CGI animation is still a relatively youthful medium, with every film presenting new challenges to its creators. Bee Movie is no exception, from rendering the extensive translucency of the bees' hive world to capturing honey's viscous, slow-moving quality. Cooper's biggest accomplishment, however, may have been creating wing blur for thousands of bees in the film's most complex shots. "The last time we dealt with an issue like this was the fairy godmother in Shrek 2. We came up with an effective, believable look based on a realistic simulation of wings beating 100 times a second. It looked great, but it took a huge amount of computing power and was really expensive."

Art director and character designer Christophe Lautrette says his biggest challenge was trying to understand what Seinfeld had in mind and incorporating it into the director's vision.

Art director and character designer Christophe Lautrette says his biggest challenge was trying to understand what Seinfeld had in mind and incorporating it into the director's vision.

The solution involved creating a "dry brush" look (named for the 2D process of streaking a cel's wet paint with a dry brush to create a speed blur) via particle animation. "Our proprietary rendering can deal with millions of particles at a time.

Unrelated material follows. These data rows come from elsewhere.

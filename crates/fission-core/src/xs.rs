// ─────────────────────────────────────────────────────────────────────
// SCPN Fission Kernels — Group Constant Library
// © 1998–2026 Miroslav Šotek. All rights reserved.
// Contact: www.anulum.li | protoscience@anulum.li
// ORCID: https://orcid.org/0009-0009-3560-0851
// License: GNU AGPL v3 | Commercial licensing available
// ─────────────────────────────────────────────────────────────────────
//! Temperature-branched multigroup constants.
//!
//! Reads the JSON written by the cross-section extraction tooling:
//!
//! ```text
//! { "fuel": { "temp": [600, 900],
//!             "600": { "NSF": [...], "CHI_T": [...], "BETA_EFF": [...], ... },
//!             "900": { ... } } }
//! ```
//!
//! Only the fission quantities are kept; other entries (REMXS, DIFFCOEF, ...)
//! are ignored. Values and temperature derivatives at a point come from
//! piecewise-linear interpolation between branches.

use crate::properties::PropertyStore;
use fission_math::interp::{check_abscissae, linear_rows_with_slope, linear_with_slope};
use fission_types::config::PropertyNames;
use fission_types::constants::{BRANCH_TEMPERATURE_TOL, SPECTRUM_NORMALIZATION_TOL};
use fission_types::error::{FissionError, FissionResult};
use log::{debug, warn};
use ndarray::{Array1, Array2};
use serde::{Deserialize, Serialize};
use std::collections::BTreeMap;

/// How branch data is sampled in temperature.
#[derive(Debug, Clone, Copy, PartialEq, Eq, Default, Serialize, Deserialize)]
#[serde(rename_all = "lowercase")]
pub enum Interpolation {
    /// First branch only; all temperature derivatives are zero.
    None,
    #[default]
    Linear,
}

#[derive(Debug, Deserialize)]
struct RawMaterial {
    temp: Vec<f64>,
    #[serde(flatten)]
    branches: BTreeMap<String, RawBranch>,
}

#[derive(Debug, Deserialize)]
struct RawBranch {
    #[serde(rename = "NSF")]
    nsf: Vec<f64>,
    #[serde(rename = "CHI_T", alias = "CHI")]
    chi: Vec<f64>,
    /// Per precursor group; summed into the total delayed fraction.
    #[serde(rename = "BETA_EFF", default)]
    beta_eff: Vec<f64>,
}

/// Fission constants of one material, one row per temperature branch.
#[derive(Debug, Clone)]
pub struct MaterialXs {
    name: String,
    temperatures: Vec<f64>,
    nsf: Array2<f64>,
    chi: Array2<f64>,
    beta: Array1<f64>,
}

/// Fission constants and their temperature derivatives at one temperature.
#[derive(Debug, Clone, PartialEq)]
pub struct EvaluatedXs {
    pub nsf: Array1<f64>,
    pub d_nsf_d_temp: Array1<f64>,
    pub chi: Array1<f64>,
    pub d_chi_d_temp: Array1<f64>,
    pub beta: f64,
    pub d_beta_d_temp: f64,
}

impl MaterialXs {
    /// Build from tables shaped `[n_temperatures, n_groups]` and a total
    /// delayed fraction per branch.
    pub fn from_tables(
        name: &str,
        temperatures: Vec<f64>,
        nsf: Array2<f64>,
        chi: Array2<f64>,
        beta: Array1<f64>,
    ) -> FissionResult<Self> {
        check_abscissae(&temperatures)
            .map_err(|e| FissionError::InvalidLibrary(format!("material `{name}`: {e}")))?;
        let n_temps = temperatures.len();
        let n_groups = nsf.ncols();
        if n_groups == 0 {
            return Err(FissionError::InvalidLibrary(format!(
                "material `{name}` has no energy groups"
            )));
        }
        let shapes = [
            ("NSF", nsf.dim(), (n_temps, n_groups)),
            ("CHI_T", chi.dim(), (n_temps, n_groups)),
            ("BETA_EFF", (beta.len(), n_groups), (n_temps, n_groups)),
        ];
        for (table, found, expected) in shapes {
            if found != expected {
                return Err(FissionError::InvalidLibrary(format!(
                    "material `{name}`: {table} has shape {found:?}, expected {expected:?}"
                )));
            }
        }

        for (t, row) in temperatures.iter().zip(chi.rows()) {
            let total: f64 = row.sum();
            if total != 0.0 && (total - 1.0).abs() > SPECTRUM_NORMALIZATION_TOL {
                warn!(
                    "event=xs_spectrum_unnormalized module=xs material={name} temperature={t} sum_chi={total}"
                );
            }
        }

        Ok(MaterialXs {
            name: name.to_string(),
            temperatures,
            nsf,
            chi,
            beta,
        })
    }

    fn from_raw(name: &str, raw: RawMaterial) -> FissionResult<Self> {
        let mut keyed = Vec::with_capacity(raw.branches.len());
        for (key, branch) in raw.branches {
            let t: f64 = key.trim().parse().map_err(|_| {
                FissionError::InvalidLibrary(format!(
                    "material `{name}`: branch key `{key}` is not a temperature"
                ))
            })?;
            keyed.push((t, branch));
        }

        // Branches not listed in `temp` are ignored.
        let mut listed = Vec::with_capacity(raw.temp.len());
        for &t in &raw.temp {
            let (_, branch) = keyed
                .iter()
                .find(|(k, _)| (k - t).abs() <= BRANCH_TEMPERATURE_TOL * t.abs().max(1.0))
                .ok_or_else(|| {
                    FissionError::InvalidLibrary(format!(
                        "material `{name}`: no branch data for temperature {t}"
                    ))
                })?;
            listed.push((t, branch));
        }

        let n_temps = listed.len();
        let n_groups = listed.first().map(|(_, b)| b.nsf.len()).unwrap_or(0);
        let mut nsf = Array2::<f64>::zeros((n_temps, n_groups));
        let mut chi = Array2::<f64>::zeros((n_temps, n_groups));
        let mut beta = Array1::<f64>::zeros(n_temps);
        let mut with_delayed = 0usize;

        for (i, &(t, branch)) in listed.iter().enumerate() {
            for (table, len) in [("NSF", branch.nsf.len()), ("CHI_T", branch.chi.len())] {
                if len != n_groups {
                    return Err(FissionError::InvalidLibrary(format!(
                        "material `{name}` at {t}: {table} has {len} groups, expected {n_groups}"
                    )));
                }
            }
            nsf.row_mut(i).assign(&Array1::from(branch.nsf.clone()));
            chi.row_mut(i).assign(&Array1::from(branch.chi.clone()));
            beta[i] = branch.beta_eff.iter().sum::<f64>();
            if !branch.beta_eff.is_empty() {
                with_delayed += 1;
            }
        }
        if with_delayed != 0 && with_delayed != n_temps {
            return Err(FissionError::InvalidLibrary(format!(
                "material `{name}`: BETA_EFF given for {with_delayed} of {n_temps} branches"
            )));
        }

        Self::from_tables(name, raw.temp, nsf, chi, beta)
    }

    pub fn name(&self) -> &str {
        &self.name
    }

    pub fn temperatures(&self) -> &[f64] {
        &self.temperatures
    }

    pub fn num_groups(&self) -> usize {
        self.nsf.ncols()
    }

    /// Sample the fission constants at `temperature`.
    pub fn evaluate(&self, temperature: f64, interpolation: Interpolation) -> EvaluatedXs {
        match interpolation {
            Interpolation::None => {
                let zeros = Array1::<f64>::zeros(self.num_groups());
                EvaluatedXs {
                    nsf: self.nsf.row(0).to_owned(),
                    d_nsf_d_temp: zeros.clone(),
                    chi: self.chi.row(0).to_owned(),
                    d_chi_d_temp: zeros,
                    beta: self.beta[0],
                    d_beta_d_temp: 0.0,
                }
            }
            Interpolation::Linear => {
                let t = &self.temperatures;
                let (nsf, d_nsf_d_temp) = linear_rows_with_slope(t, self.nsf.view(), temperature);
                let (chi, d_chi_d_temp) = linear_rows_with_slope(t, self.chi.view(), temperature);
                let (beta, d_beta_d_temp) = linear_with_slope(t, self.beta.view(), temperature);
                EvaluatedXs {
                    nsf,
                    d_nsf_d_temp,
                    chi,
                    d_chi_d_temp,
                    beta,
                    d_beta_d_temp,
                }
            }
        }
    }

    /// Publish the sampled constants into `store` under `names`.
    pub fn write_properties(
        &self,
        store: &mut PropertyStore,
        names: &PropertyNames,
        temperature: f64,
        interpolation: Interpolation,
    ) {
        let xs = self.evaluate(temperature, interpolation);
        store.set_iter(&names.nsf, xs.nsf.iter().copied());
        store.set_iter(&names.d_nsf_d_temp, xs.d_nsf_d_temp.iter().copied());
        store.set_iter(&names.chi, xs.chi.iter().copied());
        store.set_iter(&names.d_chi_d_temp, xs.d_chi_d_temp.iter().copied());
        store.set_scalar(&names.beta, xs.beta);
        store.set_scalar(&names.d_beta_d_temp, xs.d_beta_d_temp);
    }
}

/// All materials of one group-constant file.
#[derive(Debug, Clone, Default)]
pub struct GroupConstantLibrary {
    materials: BTreeMap<String, MaterialXs>,
}

impl GroupConstantLibrary {
    /// Load from a JSON file.
    pub fn from_file(path: &str) -> FissionResult<Self> {
        let contents = std::fs::read_to_string(path)?;
        Self::from_json_str(&contents)
    }

    pub fn from_json_str(contents: &str) -> FissionResult<Self> {
        let raw: BTreeMap<String, RawMaterial> = serde_json::from_str(contents)?;
        if raw.is_empty() {
            return Err(FissionError::InvalidLibrary(
                "library contains no materials".to_string(),
            ));
        }
        let mut materials = BTreeMap::new();
        for (name, material) in raw {
            let xs = MaterialXs::from_raw(&name, material)?;
            debug!(
                "event=xs_load module=xs material={} groups={} branches={}",
                name,
                xs.num_groups(),
                xs.temperatures.len()
            );
            materials.insert(name, xs);
        }
        Ok(GroupConstantLibrary { materials })
    }

    pub fn insert(&mut self, material: MaterialXs) {
        self.materials.insert(material.name.clone(), material);
    }

    pub fn material(&self, name: &str) -> FissionResult<&MaterialXs> {
        self.materials.get(name).ok_or_else(|| {
            FissionError::InvalidLibrary(format!("material `{name}` not found in library"))
        })
    }

    pub fn material_names(&self) -> impl Iterator<Item = &str> {
        self.materials.keys().map(String::as_str)
    }

    pub fn len(&self) -> usize {
        self.materials.len()
    }

    pub fn is_empty(&self) -> bool {
        self.materials.is_empty()
    }
}
//! Residual terms evaluated at a single quadrature point.
//!
//! Each physical term of a group balance equation (diffusion, absorption,
//! scattering, fission, ...) implements [`QpKernel`]; the assembler composes
//! them and applies quadrature weights and mapping factors.

use fission_types::state::VariableId;

/// Residual and Jacobian contributions of one term at one quadrature point.
///
/// Implementations hold only construction-time configuration, so one instance
/// is shared read-only by every assembly thread.
pub trait QpKernel: Send + Sync {
    /// Per-point view of the fields and properties the term reads.
    type Point<'a>;

    fn name(&self) -> &str;

    /// Variable of the equation this term contributes to.
    fn variable(&self) -> VariableId;

    fn residual(&self, point: &Self::Point<'_>, test: f64) -> f64;

    /// Derivative of [`QpKernel::residual`] with respect to [`QpKernel::variable`].
    fn own_jacobian(&self, point: &Self::Point<'_>, test: f64, trial: f64) -> f64;

    /// Derivative with respect to any other variable. Untracked variables give zero.
    fn off_diag_jacobian(
        &self,
        jvar: VariableId,
        point: &Self::Point<'_>,
        test: f64,
        trial: f64,
    ) -> f64;

    /// Jacobian entry for `jvar`, routed the way an assembler sweeps columns.
    fn jacobian(&self, jvar: VariableId, point: &Self::Point<'_>, test: f64, trial: f64) -> f64 {
        if jvar == self.variable() {
            self.own_jacobian(point, test, trial)
        } else {
            self.off_diag_jacobian(jvar, point, test, trial)
        }
    }
}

It's much more efficient than intense volume rendering [used for the fairy godmother's wings], and allowed us to create a sophisticated look that fit in with the movie's stylism."

The finished film is a sophisticated combination of DreamWorks' art and Seinfeld's stand-up sensibilities, with the comic's offbeat observational humor woven into a decidedly unusual take on the traditional "follow your dreams" tale. Art director and character designer Christophe Lautrette says his biggest challenge in making the film was "working with Jerry, both in a good and a not-bad way, trying to understand what he had in mind and incorporating it into the director's vision. Among all my movies, I never had someone so involved in the visuals, the gags of the movie and its characters. We had a lot of close contact between the directors, Jerry himself, Doug and the producer [Christina Steinberg]. Usually it's a big bureaucracy where you stay in your place. But we were a tight crew. You can feel it in the movie. It doesn't feel like it was written on paper -- it feels like it was written at the dinner table with some booze around."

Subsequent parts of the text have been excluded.